[Collected data entries]

- - - -

use axum::{
    extract::{rejection::JsonRejection, Path, State},
    http::StatusCode,
    routing::get,
    Json, Router,
};
use serde::{Deserialize, Serialize};
use tracing::{info, instrument, warn};
use uuid::Uuid;

use super::repo_types::{NewExperience, TaskExperience};
use crate::{auth::jwt::AuthUser, error::ApiError, state::AppState};

#[derive(Debug, Deserialize)]
pub struct NewExperienceRequest {
    pub content: String,
    #[serde(default)]
    pub proof_url: Option<String>,
}

#[derive(Debug, Serialize)]
pub struct ExperienceResponse {
    pub experience: TaskExperience,
}

#[derive(Debug, Serialize)]
pub struct ExperiencesResponse {
    pub experiences: Vec<TaskExperience>,
}

pub fn experience_routes() -> Router<AppState> {
    Router::new()
        .route(
            "/matches/:id/experiences",
            get(list_experiences).post(add_experience),
        )
        .route("/experiences", get(list_own_experiences))
}

/// Only the two participants may read or write a match's journal.
async fn ensure_participant(
    state: &AppState,
    match_id: Uuid,
    user_id: Uuid,
) -> Result<(), ApiError> {
    let m = state
        .matches
        .get(match_id)
        .await?
        .ok_or(ApiError::NotFound("match"))?;
    if !m.has_participant(user_id) {
        return Err(ApiError::Unauthorized(
            "not a participant of this match".into(),
        ));
    }
    Ok(())
}

#[instrument(skip(state, payload))]
pub async fn add_experience(
    State(state): State<AppState>,
    AuthUser(user_id): AuthUser,
    Path(match_id): Path<Uuid>,
    payload: Result<Json<NewExperienceRequest>, JsonRejection>,
) -> Result<(StatusCode, Json<ExperienceResponse>), ApiError> {
    ensure_participant(&state, match_id, user_id).await?;

    let Json(body) = payload.map_err(|e| {
        warn!(error = %e, "rejected experience body");
        ApiError::Validation("content is required".into())
    })?;
    let content = body.content.trim();
    if content.is_empty() {
        return Err(ApiError::Validation("content is required".into()));
    }
    let proof_url = body
        .proof_url
        .as_deref()
        .map(str::trim)
        .filter(|u| !u.is_empty());

    let experience = state
        .experiences
        .add(NewExperience {
            match_id,
            user_id,
            content,
            proof_url,
        })
        .await?;
    info!(experience_id = %experience.id, match_id = %match_id, "experience recorded");
    Ok((StatusCode::CREATED, Json(ExperienceResponse { experience })))
}

#[instrument(skip(state))]
pub async fn list_experiences(
    State(state): State<AppState>,
    AuthUser(user_id): AuthUser,
    Path(match_id): Path<Uuid>,
) -> Result<Json<ExperiencesResponse>, ApiError> {
    ensure_participant(&state, match_id, user_id).await?;
    let experiences = state.experiences.list_for_match(match_id).await?;
    Ok(Json(ExperiencesResponse { experiences }))
}

/// The caller's own entries across every match they wrote in.
#[instrument(skip(state))]
pub async fn list_own_experiences(
    State(state): State<AppState>,
    AuthUser(user_id): AuthUser,
) -> Result<Json<ExperiencesResponse>, ApiError> {
    let experiences = state.experiences.list_for_author(user_id).await?;
    Ok(Json(ExperiencesResponse { experiences }))
}

#[cfg(test)]
mod tests {
    use super::*;
    use crate::{
        matching::{memory::MemoryStore, model::MatchAction, model::NewMatch, services},
        users::repo_types::Gender,
    };
    use rand::{rngs::StdRng, SeedableRng};

    struct Journal {
        store: MemoryStore,
        state: AppState,
        match_id: Uuid,
        ann: Uuid,
        ben: Uuid,
        task: Uuid,
    }

    async fn seeded() -> Journal {
        let store = MemoryStore::new();
        let t = store.add_trait("Bookworm").await;
        let task = store.add_task(t, "Book Club").await;
        let ann = store.add_user("Ann", Some(Gender::Girl), vec![t]).await;
        let ben = store.add_user("Ben", Some(Gender::Boy), vec![t]).await;
        let state = AppState::fake_with(store.clone());
        let m = state
            .matches
            .create(NewMatch {
                participant_a: ann,
                participant_b: ben,
                score: 1,
                task_id: task,
            })
            .await
            .unwrap();
        Journal {
            store,
            state,
            match_id: m.id,
            ann,
            ben,
            task,
        }
    }

    fn body(content: &str) -> Result<Json<NewExperienceRequest>, JsonRejection> {
        Ok(Json(NewExperienceRequest {
            content: content.into(),
            proof_url: None,
        }))
    }

    async fn write(j: &Journal, author: Uuid, match_id: Uuid, content: &str) -> TaskExperience {
        let (status, Json(res)) =
            add_experience(State(j.state.clone()), AuthUser(author), Path(match_id), body(content))
                .await
                .unwrap();
        assert_eq!(status, StatusCode::CREATED);
        res.experience
    }

    #[tokio::test]
    async fn entry_is_created_with_author_name() {
        let j = seeded().await;
        let (status, Json(res)) = add_experience(
            State(j.state.clone()),
            AuthUser(j.ann),
            Path(j.match_id),
            Ok(Json(NewExperienceRequest {
                content: "  we read Dune  ".into(),
                proof_url: Some(" https://img.example/dune.jpg ".into()),
            })),
        )
        .await
        .unwrap();
        assert_eq!(status, StatusCode::CREATED);
        let e = res.experience;
        assert_eq!(e.author_name, "Ann");
        assert_eq!(e.user_id, j.ann);
        assert_eq!(e.match_id, j.match_id);
        assert_eq!(e.content, "we read Dune");
        assert_eq!(e.proof_url.as_deref(), Some("https://img.example/dune.jpg"));

        let json = serde_json::to_value(&e).unwrap();
        assert_eq!(json["author_name"], "Ann");
    }

    #[tokio::test]
    async fn match_journal_is_newest_first() {
        let j = seeded().await;
        write(&j, j.ann, j.match_id, "first chapter").await;
        write(&j, j.ben, j.match_id, "second chapter").await;

        let Json(res) = list_experiences(State(j.state.clone()), AuthUser(j.ann), Path(j.match_id))
            .await
            .unwrap();
        let entries: Vec<_> = res
            .experiences
            .iter()
            .map(|e| (e.content.as_str(), e.author_name.as_str()))
            .collect();
        assert_eq!(entries, vec![("second chapter", "Ben"), ("first chapter", "Ann")]);
    }

    #[tokio::test]
    async fn own_journal_spans_matches() {
        let j = seeded().await;
        write(&j, j.ann, j.match_id, "book club").await;
        write(&j, j.ben, j.match_id, "ben's notes").await;

        for caller in [j.ann, j.ben] {
            let mut rng = StdRng::seed_from_u64(9);
            services::apply_action(
                &j.state,
                j.match_id,
                caller,
                MatchAction::RequestFriend,
                None,
                &mut rng,
            )
            .await
            .unwrap();
        }
        let cal = j.store.add_user("Cal", Some(Gender::Boy), vec![]).await;
        let second = j
            .state
            .matches
            .create(NewMatch {
                participant_a: j.ann,
                participant_b: cal,
                score: 1,
                task_id: j.task,
            })
            .await
            .unwrap();
        write(&j, j.ann, second.id, "library visit").await;

        let Json(res) = list_own_experiences(State(j.state.clone()), AuthUser(j.ann))
            .await
            .unwrap();
        let contents: Vec<_> = res.experiences.iter().map(|e| e.content.as_str()).collect();
        assert_eq!(contents, vec!["library visit", "book club"]);
    }

    #[tokio::test]
    async fn dissolving_a_match_drops_its_journal() {
        let j = seeded().await;
        write(&j, j.ann, j.match_id, "short lived").await;
        let mut rng = StdRng::seed_from_u64(1);
        services::apply_action(&j.state, j.match_id, j.ben, MatchAction::PartWays, None, &mut rng)
            .await
            .unwrap();
        assert!(j.state.experiences.list_for_author(j.ann).await.unwrap().is_empty());
    }

    #[tokio::test]
    async fn outsiders_cannot_journal() {
        let j = seeded().await;
        let err = add_experience(
            State(j.state.clone()),
            AuthUser(Uuid::new_v4()),
            Path(j.match_id),
            body("we read Dune"),
        )
        .await
        .unwrap_err();
        assert!(matches!(err, ApiError::Unauthorized(_)));
    }

    #[tokio::test]
    async fn blank_content_is_rejected() {
        let j = seeded().await;
        let err = add_experience(
            State(j.state.clone()),
            AuthUser(j.ann),
            Path(j.match_id),
            body("  \n"),
        )
        .await
        .unwrap_err();
        assert!(matches!(err, ApiError::Validation(_)));
    }

    #[tokio::test]
    async fn unknown_match_is_not_found() {
        let j = seeded().await;
        let err = list_experiences(State(j.state.clone()), AuthUser(j.ann), Path(Uuid::new_v4()))
            .await
            .unwrap_err();
        assert!(matches!(err, ApiError::NotFound("match")));
    }
}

- - - -

Exercise -> Copy out the lines above that hold the string "payload".

Task solution ->
#[instrument(skip(state, payload))]
    payload: Result<Json<NewExperienceRequest>, JsonRejection>,
    let Json(body) = payload.map_err(|e| {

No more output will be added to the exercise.